I know the resolution is relatively low and it’s expensive and the cables are annoying (to those who are easily annoyed) but the level of immersion is incredible. The kind of experience that prompts an actual laugh out loud followed by an incredulous “F**k off…..!”

In my case anyway.

It’s hard to describe the sensation but I’ll give it a go:

Imagine putting your head up inside a large, upside down goldfish bowl, but instead of the bowl being transparent, someone has projected an image around the whole of the inside of it. As you look around inside the bowl, you see different parts of the image covering your full 360 degrees of head movement.

Now, imagine that bowl picture shows the inside of a car. It feels a bit like you’re in the car as you turn your head to look out of the side windows or behind you to look out the rear window.

Next, imagine that it’s not a static image but a video that shows the car moving along from your drivers viewpoint and you can still look around.

Finally, imagine it being interactive. It’s not a video, but a game that you’re playing. You’re driving the car and can still move your head about and look around.

That’s VR.

Instead of a goldfish bowl surrounding your whole head, it uses a couple of small screens right in front of your eyes and fancy head tracking to see where you point your face and changes the projected images in real time to show you the bit of the bowl your face is pointing at. You can’t tell it’s doing this and the sensation is that you’re ‘in’ whatever it’s drawing around you.

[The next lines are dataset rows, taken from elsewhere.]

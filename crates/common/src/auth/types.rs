//! OAuth 2.0 types and structures
//!
//! Defines unified data structures for OAuth token responses, provider
//! errors, and configuration used by the Bungie.net PKCE flow.

use std::fmt;

use serde::Deserialize;
use vaultwatch_domain::constants::TOKEN_EXPIRY_SKEW_SECS;
use vaultwatch_domain::Session;

/// OAuth token response from the authorization server
///
/// Standard OAuth 2.0 token response format (RFC 6749).
/// Deserializes responses from the token endpoint.
#[derive(Debug, Deserialize)]
pub struct TokenResponse {
    pub access_token: String,
    pub refresh_token: Option<String>,
    #[serde(default)]
    pub token_type: Option<String>,
    pub expires_in: i64,
}

impl TokenResponse {
    /// Convert into a persistable session.
    ///
    /// `expires_at` is `now + expires_in - 10s` so a token is retired
    /// slightly before the provider would reject it.
    #[must_use]
    pub fn into_session(self, now_epoch: i64) -> Session {
        Session {
            access_token: self.access_token,
            refresh_token: self.refresh_token,
            expires_at: Some(now_epoch + self.expires_in - TOKEN_EXPIRY_SKEW_SECS),
        }
    }
}

/// OAuth configuration for the identity provider
///
/// All four endpoints and identifiers must exactly match what is registered
/// with the provider; the redirect URI in particular is compared verbatim.
#[derive(Debug, Clone)]
pub struct OAuthConfig {
    /// Browser authorization endpoint.
    pub authorize_url: String,

    /// Token exchange/refresh endpoint.
    pub token_url: String,

    /// OAuth client ID (public client, no secret).
    pub client_id: String,

    /// API key sent as `X-API-Key` alongside token requests.
    pub api_key: String,

    /// Redirect URI (loopback for desktop apps).
    pub redirect_uri: String,
}

impl OAuthConfig {
    /// Create a new OAuth configuration
    #[must_use]
    pub fn new(
        authorize_url: String,
        token_url: String,
        client_id: String,
        api_key: String,
        redirect_uri: String,
    ) -> Self {
        Self { authorize_url, token_url, client_id, api_key, redirect_uri }
    }

    /// Bungie.net configuration with the standard endpoints.
    #[must_use]
    pub fn bungie(client_id: String, api_key: String) -> Self {
        use vaultwatch_domain::constants::{
            BUNGIE_AUTHORIZE_URL, BUNGIE_TOKEN_URL, REDIRECT_URI,
        };
        Self::new(
            BUNGIE_AUTHORIZE_URL.to_string(),
            BUNGIE_TOKEN_URL.to_string(),
            client_id,
            api_key,
            REDIRECT_URI.to_string(),
        )
    }
}

/// OAuth error response from the authorization server
///
/// Standard OAuth 2.0 error response format (RFC 6749 §5.2).
#[derive(Debug, Deserialize)]
pub struct OAuthProviderError {
    pub error: String,
    pub error_description: Option<String>,
}

impl fmt::Display for OAuthProviderError {
    fn fmt(&self, f: &mut fmt::Formatter<'_>) -> fmt::Result {
        match &self.error_description {
            Some(desc) => write!(f, "{}: {}", self.error, desc),
            None => write!(f, "{}", self.error),
        }
    }
}

impl std::error::Error for OAuthProviderError {}

#[cfg(test)]
mod tests {
    //! Unit tests for auth::types.
    use super::*;

    #[test]
    fn test_token_response_session_conversion() {
        let response = TokenResponse {
            access_token: "access123".to_string(),
            refresh_token: Some("refresh456".to_string()),
            token_type: Some("Bearer".to_string()),
            expires_in: 3600,
        };

        let session = response.into_session(1_000_000);

        assert_eq!(session.access_token, "access123");
        assert_eq!(session.refresh_token, Some("refresh456".to_string()));
        // Expiry is pulled in by the 10 second skew
        assert_eq!(session.expires_at, Some(1_000_000 + 3590));
    }

    #[test]
    fn test_bungie_config_endpoints() {
        let config = OAuthConfig::bungie("client123".to_string(), "key456".to_string());

        assert_eq!(config.authorize_url, "https://www.bungie.net/en/OAuth/Authorize");
        assert_eq!(config.token_url, "https://www.bungie.net/Platform/App/OAuth/Token/");
        assert_eq!(config.redirect_uri, "http://localhost:7777/callback");
        assert_eq!(config.client_id, "client123");
    }

    #[test]
    fn test_oauth_error_display() {
        let error = OAuthProviderError {
            error: "invalid_grant".to_string(),
            error_description: Some("The refresh token is invalid".to_string()),
        };

        let error_string = error.to_string();
        assert!(error_string.contains("invalid_grant"));
        assert!(error_string.contains("refresh token is invalid"));
    }

    #[test]
    fn test_oauth_error_without_description() {
        let error =
            OAuthProviderError { error: "invalid_request".to_string(), error_description: None };

        assert_eq!(error.to_string(), "invalid_request");
    }
}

The effect is so convincing that driving games make your stomach lurch as you catch air over jumps and vertigo is a real issue for new users. In one game where you have to lean out over a balcony it’s almost physically impossible to step ‘off the edge’. I know I’m playing a game but the immersion is so realistic that my natural life-preserving instincts are triggered.

We’ve gone from grey and white ZX81 block-o-vision to VR in my lifetime and that amazes me.

Playstation VR (PSVR) has been out for less than a year and there's already a decent range of games available for it, with a healthy amount of stuff in the pipeline like Fallout and Skyrim VR and I can’t wait to see what else they come up with in the future.